The conversation to save your life
November 20, 2006
The new trend in contraception isn’t made of latex. It is, simply, just a little conversation.
“You have to have dialogue with your partner before you sleep with them,” said Jennifer Taylor, case manager at the Topeka Aids Project.
“Dialogue,” is basically made up of that dreaded of all subjects: the past. Only this isn’t how many lies you’ve told or how many times you’ve maxed out your credit card. This kind of dialogue is more along the lines of a sex play-by-play.
“It’s really important to talk about each other’s sexual past,” said Taylor. “You should be asking your partner things like whether they’ve always used condoms and how many partners they’ve had. Finding out whether they’ve had, or currently have, an STD is also really important.”

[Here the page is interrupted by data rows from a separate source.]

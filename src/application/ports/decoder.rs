//! Packet Decoder Port - 音频包解码抽象
//!
//! opus 包 → PCM 字节。坏包在录音管线内直接丢弃，绝不向上传播。

use thiserror::Error;

/// 解码错误
#[derive(Debug, Error)]
pub enum DecodeError {
    #[error("Malformed packet: {0}")]
    Malformed(String),
}

/// Packet Decoder Port
///
/// 实现内部可持有解码器状态（如 opus 解码上下文），因此需要内部可变性
pub trait PacketDecoderPort: Send + Sync {
    /// 解码单个音频包为 PCM (s16le)
    fn decode(&self, packet: &[u8]) -> Result<Vec<u8>, DecodeError>;
}
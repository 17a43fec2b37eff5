//! Session Registry - 群组 → 语音会话映射
//!
//! 不变量: 任一时刻每个群组最多一个语音会话。注册表是显式持有的对象，
//! 由调用方传递，不依赖任何全局可变状态；首次 join 创建会话，
//! leave 或终结性断线销毁会话。

use dashmap::DashMap;
use std::path::PathBuf;
use std::sync::Arc;
use tokio::sync::oneshot;

use super::actor::{SessionActor, SessionCommand, SessionConfig, SessionHandle};
use super::recorder::RecordingInfo;
use super::supervisor;
use crate::application::ports::{
    ConnectionHandle, NotifierPort, PacketDecoderPort, SynthesizerPort, TrackResolverPort,
    TransportPort,
};
use crate::domain::session::{
    ChannelRef, Credentials, GroupId, LoopMode, QueueSnapshot, Track, VoiceError,
};
use crate::infrastructure::worker::TranscodeQueue;

/// 注册表依赖的外部协作者
#[derive(Clone)]
pub struct SessionDeps {
    pub transport: Arc<dyn TransportPort>,
    pub synthesizer: Arc<dyn SynthesizerPort>,
    pub decoder: Arc<dyn PacketDecoderPort>,
    pub notifier: Arc<dyn NotifierPort>,
    pub resolver: Arc<dyn TrackResolverPort>,
    pub transcodes: TranscodeQueue,
}

/// 会话注册表
pub struct SessionRegistry {
    config: SessionConfig,
    credentials: Credentials,
    deps: SessionDeps,
    sessions: DashMap<GroupId, SessionHandle>,
}
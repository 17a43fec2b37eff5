//! Chorus - 群组语音会话编排系统
//!
//! 架构设计: DDD + Hexagonal Architecture
//!
//! 领域层 (domain/):
//! - Session Context: 播报队列、音乐队列、连接状态等纯状态机
//!
//! 应用层 (application/):
//! - Ports: 端口定义（Transport, Synthesizer, PacketDecoder, Transcoder,
//!   TrackResolver, Notifier）
//! - Session: 每群组会话 actor、独占播放器、连接监督者、录音管线、
//!   会话注册表
//!
//! 基础设施层 (infrastructure/):
//! - Adapters: Loopback 传输、HTTP 合成客户端、opus 解码、PCM→WAV 转码
//! - Worker: 进程级有界并发转码池

pub mod application;
pub mod config;
pub mod domain;
pub mod infrastructure;

pub use application::session::{SessionConfig, SessionDeps, SessionRegistry};
pub use config::{load_config, AppConfig};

As shocking as the idea of dredging up your and your significant other’s sexual history might be, Taylor said your safety is dependent on it. The belief that you’re in college and therefore exempt from having to worry about things like HIV is merely a false sense of security.
“We have about 10 [HIV-diagnosed] clients in our case load that are college-age,” said Taylor. “Four out of those are going to college and one out of that four is going to Washburn that I know of. People are forgetting that it’s still around, but HIV is definitely still something that people should be worried about.”
Taylor should know. A student herself at Washburn, she has worked at TAP for a year-and-a-half and has first-hand knowledge of the effects this type of illness can have on people. She does, however, have a decent amount of job satisfaction because of that.
“A lot of times, people will come in with nothing,” said Taylor, “and I get them into housing and get them help and that feels really good. Once I know that they’re doing well and taking care of themselves and living a healthier lifestyle, I feel I’ve done my work.”
With known HIV/AIDS cases reaching almost four million, about two million of those being in the United States and parts of Europe, the light at the end of the tunnel looks rather dim. Taylor insists that this is not the case. HIV is a much more hopeful illness now than it ever has been before.
“It’s so much more manageable now, like diabetes,” said Taylor. “There’s always a new drug coming out and so people are living a lot longer. People don’t really compare [HIV] to something like diabetes, but I think that’s just because of how it’s transmitted, through things like sex and drug use. That’s what stigmatizes it so much.”
Taylor said the real STD to be worried about right now is Human Papilloma Virus, an incurable virus that can lead to cervical cancer and genital warts. Taylor also warns that those infected may not have any symptoms.
“It’s so silent, so HPV is definitely a concern,” said Taylor.
Needless to say, a good precaution to take in order to prevent receiving or spreading an STD is to protect yourself. Condoms now come in a variety of shapes, sizes, colors and even flavors. And as we are not a discriminatory society, female condoms are also available.
Whichever condom you choose, or even if you decide your best bet is to abstain from sex altogether, don’t forget to communicate. Talk is cheap, and it may even save your life.